The use of Tg-SwDI mice has two distinctive advantages, when compared to other types of Tg mice harboring mutant APP. Firstly, Tg-SwDI mice have been shown to express mutant human APP at low levels, even below those of endogenous mouse APP in the brain. Despite the low expression levels of mutant APP, Tg-SwDI mice develop early-onset robust accumulation of Aβ in the brain. This could result from the deficient clearance of Dutch/Iowa mutant Aβ from the CNS at the cerebral vasculature, as shown in the previous studies.37,52 Since decreased elimination, rather than increased production, of Aβ is likely to be a major cause of sporadic late-onset AD, this model would be useful for investigating the mechanisms and therapeutic approaches for sporadic AD. Second, Dutch/Iowa mutant Aβ peptides have highly vasculotropic nature and Tg-SwDI mice exhibit extensive microvascular amyloid deposition. A recent report showed that Tg-SwDI mice, which dominantly develop microvascular amyloid exhibit cognitive dysfunction at 3 months of age. However, Tg-5 × FAD mice that dominantly develop parenchymal amyloid deposits did not exhibit cognitive dysfunction at this age. These findings suggest that cerebral microvascular pathology might contribute to the early stages of cognitive impairment in AD and related disorders,53 consistent with the notion that cerebral vascular dysfunction is an early contributor for AD pathophysiology.2 The positive effects of cilostazol on Tg-SwDI mice in the current study suggest that cilostazol is a promising therapeutic target for early stages of cognitive impairment of neurodegenative etiology.

There are several issues to be addressed in future studies. First, we focused on only middle-aged and old Tg-SwDI mice, although emerging evidence shows that early vascular changes may precede Aβ accumulation and progressive disease cascades. Further studies are needed to elucidate whether cilostazol can improve early vascular alterations in young Tg-SwDI mice. Second, we specifically focused on perivascular drainage of Aβ. However, other clearance mechanisms, such as transcytotic delivery across BBB or degradation of Aβ by microglial/astroglial cells or enzymes, might contribute to reduction of Aβ overload. In addition, clearance pathways other than perivascular lymphatic routes, such as paravenous routes and bulk fluid flow through astrocytic endfeet54 or paraaxonal/neuronal pathways, should be considered in future studies. Finally, the current study shows that cilostazol reduces Aβ overload by hemodynamic enhancement. However, the accumulation of NFTs within neurons, composed largely of ubiquitin and the microtubule-associated protein tau, is another important hallmark of AD.1 While the accumulation of Aβ may derive mainly from the failure of the clearance system as mentioned above, that of NFTs appears to be associated at least partially with the failure of the ubiquitin-proteasome system.16 Additionally, hemodynamic insufficiency has been shown to enhance phosphorylation of tau through upregulation of tau phosphorylating enzymes.55 Further studies are warranted to examine whether cilostazol have positive effects on the neuropathology of NFTs as well as Aβ.
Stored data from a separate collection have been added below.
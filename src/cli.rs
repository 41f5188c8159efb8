//! Command-line arguments.

use clap::{Parser, ValueEnum};

use crate::config::{
    Config, Limits, PrimaryStage, DEFAULT_HISTORY_CAPACITY, DEFAULT_MAX_ARGS,
    DEFAULT_MAX_LINE_LENGTH, DEFAULT_MAX_STAGES,
};

#[derive(Debug, Clone, Parser)]
#[command(
    name = "pipesh",
    version,
    about = "Interactive pipeline shell with a timed command ledger.",
    long_about = None
)]
pub struct CliArgs {
    /// Longest accepted input line, in bytes.
    #[arg(long, value_name = "BYTES", default_value_t = DEFAULT_MAX_LINE_LENGTH)]
    pub max_line_length: usize,

    /// Most stages a single pipeline may have.
    #[arg(long, value_name = "N", default_value_t = DEFAULT_MAX_STAGES)]
    pub max_stages: usize,

    /// Most tokens (program name included) per stage.
    #[arg(long, value_name = "N", default_value_t = DEFAULT_MAX_ARGS)]
    pub max_args: usize,

    /// Number of commands the ledger records before it stops recording.
    #[arg(long, value_name = "N", default_value_t = DEFAULT_HISTORY_CAPACITY)]
    pub history_capacity: usize,

    /// Stage whose pid is recorded and whose exit status decides success.
    #[arg(long, value_enum, value_name = "STAGE", default_value_t = PrimaryArg::First)]
    pub primary_stage: PrimaryArg,

    /// Prompt text, printed as given.
    #[arg(long, value_name = "TEXT")]
    pub prompt: Option<String>,

    /// Logging level (error, warn, info, debug, trace).
    ///
    /// If omitted, `PIPESH_LOG` or `warn` is used.
    #[arg(long, value_enum, value_name = "LEVEL")]
    pub log_level: Option<LogLevel>,
}

#[derive(Debug, Copy, Clone, PartialEq, Eq, ValueEnum)]
pub enum PrimaryArg {
    First,
    Last,
}

#[derive(Debug, Copy, Clone, ValueEnum)]
pub enum LogLevel {
    Error,
    Warn,
    Info,
    Debug,
    Trace,
}

impl CliArgs {
    pub fn config(&self) -> Config {
        Config {
            limits: Limits {
                max_line_length: self.max_line_length,
                max_stages: self.max_stages,
                max_args: self.max_args,
                history_capacity: self.history_capacity,
            },
            primary_stage: match self.primary_stage {
                PrimaryArg::First => PrimaryStage::First,
                PrimaryArg::Last => PrimaryStage::Last,
            },
            prompt: self.prompt.clone(),
        }
    }
}

pub fn parse() -> CliArgs {
    CliArgs::parse()
}
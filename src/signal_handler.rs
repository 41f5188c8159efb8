use std::io::{self, Write};
use std::sync::atomic::{AtomicBool, Ordering};
use std::sync::Arc;
use std::thread;

use signal_hook::consts::SIGINT;
use signal_hook::flag;
use signal_hook::iterator::Signals;
use tracing::{error, info};

use crate::history::{self, Ledger, SharedLedger};

/// Exit status when a second interrupt arrives while shutting down.
pub const FORCED_EXIT_STATUS: i32 = 130;

#[derive(Debug, Clone, Copy, PartialEq, Eq)]
pub enum ShutdownState {
    Running,
    ShuttingDown,
}

/// Turns SIGINT into a ledger dump followed by process exit.
///
/// The OS-level handler only wakes a dedicated thread through signal-hook's
/// self-pipe. That thread prints the ledger under its mutex, so the dump is
/// safe whatever the input loop is doing, including waiting on a pipeline.
pub struct ShutdownController {
    shutting_down: Arc<AtomicBool>,
}

impl ShutdownController {
    pub fn install(ledger: SharedLedger) -> io::Result<Self> {
        let shutting_down = Arc::new(AtomicBool::new(false));

        // armed once shutdown has begun: a further SIGINT exits on the spot
        flag::register_conditional_shutdown(SIGINT, FORCED_EXIT_STATUS, Arc::clone(&shutting_down))?;
        let mut signals = Signals::new([SIGINT])?;

        let state = Arc::clone(&shutting_down);
        thread::Builder::new()
            .name("pipesh-signals".into())
            .spawn(move || {
                if signals.forever().next().is_some() {
                    state.store(true, Ordering::SeqCst);
                    info!("interrupt received, shutting down");
                    let status = match dump(&history::lock(&ledger)) {
                        Ok(()) => 0,
                        Err(err) => {
                            error!(error = %err, "could not print history on interrupt");
                            1
                        }
                    };
                    std::process::exit(status);
                }
            })?;

        Ok(Self { shutting_down })
    }

    pub fn state(&self) -> ShutdownState {
        if self.shutting_down.load(Ordering::SeqCst) {
            ShutdownState::ShuttingDown
        } else {
            ShutdownState::Running
        }
    }
}

fn dump(ledger: &Ledger) -> io::Result<()> {
    let stdout = io::stdout();
    let mut out = stdout.lock();
    write_interrupt_report(ledger, &mut out)?;
    out.flush()
}

/// What the shell prints on its way out after an interrupt.
pub fn write_interrupt_report<W: Write>(ledger: &Ledger, out: &mut W) -> io::Result<()> {
    writeln!(out)?;
    writeln!(out, "Ctrl+C detected. Printing history before exiting...")?;
    ledger.write_full(out)
}

#[cfg(test)]
mod tests {
    use super::*;
    use std::time::SystemTime;

    #[test]
    fn report_is_banner_then_full_history() {
        let mut ledger = Ledger::new(4);
        ledger.record("true", SystemTime::now());

        let mut out = Vec::new();
        write_interrupt_report(&ledger, &mut out).unwrap();
        let text = String::from_utf8(out).unwrap();

        assert!(text.starts_with("\nCtrl+C detected. Printing history before exiting...\nFull command history:\n"));
        assert_eq!(text.matches("Command: true").count(), 1);
    }

    #[test]
    fn installed_controller_starts_running() {
        let controller = ShutdownController::install(Ledger::shared(1)).unwrap();
        assert_eq!(controller.state(), ShutdownState::Running);
    }
}
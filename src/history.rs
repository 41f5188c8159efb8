use std::io::{self, Write};
use std::sync::{Arc, Mutex, MutexGuard, PoisonError};
use std::time::{SystemTime, UNIX_EPOCH};

use nix::unistd::Pid;
use tracing::warn;

const SEPARATOR: &str = "----------------------------";

/// One submitted top-level command.
#[derive(Debug, Clone)]
pub struct LedgerEntry {
    pub command: String,
    /// Primary process; absent when no process was started.
    pub pid: Option<Pid>,
    pub started: SystemTime,
    /// Seconds; set once every stage has terminated.
    pub duration: Option<f64>,
}

#[derive(Debug, Clone, Copy, PartialEq, Eq)]
pub struct EntryHandle(usize);

#[derive(Debug, Clone, Copy, PartialEq, Eq)]
pub enum Recorded {
    Entry(EntryHandle),
    /// Capacity reached; `first_time` is true only for the first refusal.
    Full { first_time: bool },
}

/// Append-only, capacity-capped record of submitted commands.
#[derive(Debug)]
pub struct Ledger {
    entries: Vec<LedgerEntry>,
    capacity: usize,
    overflow_reported: bool,
}

pub type SharedLedger = Arc<Mutex<Ledger>>;

/// Lock the shared ledger. Every operation leaves the ledger consistent,
/// so a poisoned lock is still usable.
pub fn lock(ledger: &SharedLedger) -> MutexGuard<'_, Ledger> {
    ledger.lock().unwrap_or_else(PoisonError::into_inner)
}

impl Ledger {
    pub fn new(capacity: usize) -> Self {
        Self {
            entries: Vec::with_capacity(capacity),
            capacity,
            overflow_reported: false,
        }
    }

    pub fn shared(capacity: usize) -> SharedLedger {
        Arc::new(Mutex::new(Self::new(capacity)))
    }

    pub fn record(&mut self, command: &str, started: SystemTime) -> Recorded {
        if self.is_full() {
            let first_time = !self.overflow_reported;
            self.overflow_reported = true;
            if first_time {
                warn!(capacity = self.capacity, "history is full, no longer recording commands");
            }
            return Recorded::Full { first_time };
        }

        self.entries.push(LedgerEntry {
            command: command.to_string(),
            pid: None,
            started,
            duration: None,
        });
        Recorded::Entry(EntryHandle(self.entries.len() - 1))
    }

    pub fn set_pid(&mut self, handle: EntryHandle, pid: Pid) {
        if let Some(entry) = self.entries.get_mut(handle.0) {
            entry.pid = Some(pid);
        }
    }

    /// Close an entry. A clock that stepped backwards yields zero.
    pub fn complete(&mut self, handle: EntryHandle, finished: SystemTime) {
        if let Some(entry) = self.entries.get_mut(handle.0) {
            let elapsed = finished.duration_since(entry.started).unwrap_or_default();
            entry.duration = Some(elapsed.as_secs_f64());
        }
    }

    pub fn get(&self, handle: EntryHandle) -> Option<&LedgerEntry> {
        self.entries.get(handle.0)
    }

    pub fn len(&self) -> usize {
        self.entries.len()
    }

    pub fn is_empty(&self) -> bool {
        self.entries.is_empty()
    }

    pub fn capacity(&self) -> usize {
        self.capacity
    }

    pub fn is_full(&self) -> bool {
        self.entries.len() >= self.capacity
    }

    /// 1-based index and command text, in submission order.
    pub fn list_summary(&self) -> Vec<(usize, &str)> {
        self.entries
            .iter()
            .enumerate()
            .map(|(i, e)| (i + 1, e.command.as_str()))
            .collect()
    }

    /// 1-based index and the full entry, in submission order.
    pub fn list_full(&self) -> Vec<(usize, &LedgerEntry)> {
        self.entries.iter().enumerate().map(|(i, e)| (i + 1, e)).collect()
    }

    pub fn write_summary<W: Write>(&self, out: &mut W) -> io::Result<()> {
        writeln!(out, "Command history:")?;
        for (index, command) in self.list_summary() {
            writeln!(out, "{index}: {command}")?;
        }
        Ok(())
    }

    pub fn write_full<W: Write>(&self, out: &mut W) -> io::Result<()> {
        writeln!(out, "Full command history:")?;
        for (_, entry) in self.list_full() {
            let pid = entry
                .pid
                .map(|p| p.to_string())
                .unwrap_or_else(|| "-".to_string());
            let started = format_timestamp(entry.started).unwrap_or_else(|| "unknown".to_string());

            writeln!(out, "Command: {}", entry.command)?;
            writeln!(out, "PID: {pid}")?;
            writeln!(out, "Start time: {started}")?;
            match entry.duration {
                Some(secs) => writeln!(out, "Execution time: {secs:.6} seconds")?,
                None => writeln!(out, "Execution time: still running")?,
            }
            writeln!(out, "{SEPARATOR}")?;
        }
        Ok(())
    }
}

/// `YYYY-MM-DD HH:MM:SS` in local time.
pub fn format_timestamp(time: SystemTime) -> Option<String> {
    let secs = time.duration_since(UNIX_EPOCH).ok()?.as_secs();
    let secs = libc::time_t::try_from(secs).ok()?;

    // SAFETY: `tm` is plain data and localtime_r only writes into it.
    let tm = unsafe {
        let mut tm: libc::tm = std::mem::zeroed();
        if libc::localtime_r(&secs, &mut tm).is_null() {
            return None;
        }
        tm
    };

    Some(format!(
        "{:04}-{:02}-{:02} {:02}:{:02}:{:02}",
        tm.tm_year + 1900,
        tm.tm_mon + 1,
        tm.tm_mday,
        tm.tm_hour,
        tm.tm_min,
        tm.tm_sec
    ))
}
In conclusion, our study showed that the vasoactive drug cilostazol, a PDE III inhibitor, prevented cognitive decline triggered with Aβ deposition by facilitating Aβ clearance out of the brain and preserving neurovascular unit. Cilostazol, which can resolve the failure of the Aβ drainage pathway may provide a novel promising therapeutic target for AD/CAA, potentially in combination with early Aβ immunization therapy and pharmacological intervention to enhance enzymatic degradation of Aβ and absorption of Aβ into the blood. A prospective trial is now needed to determine the effects of cilostazol on AD/CAA.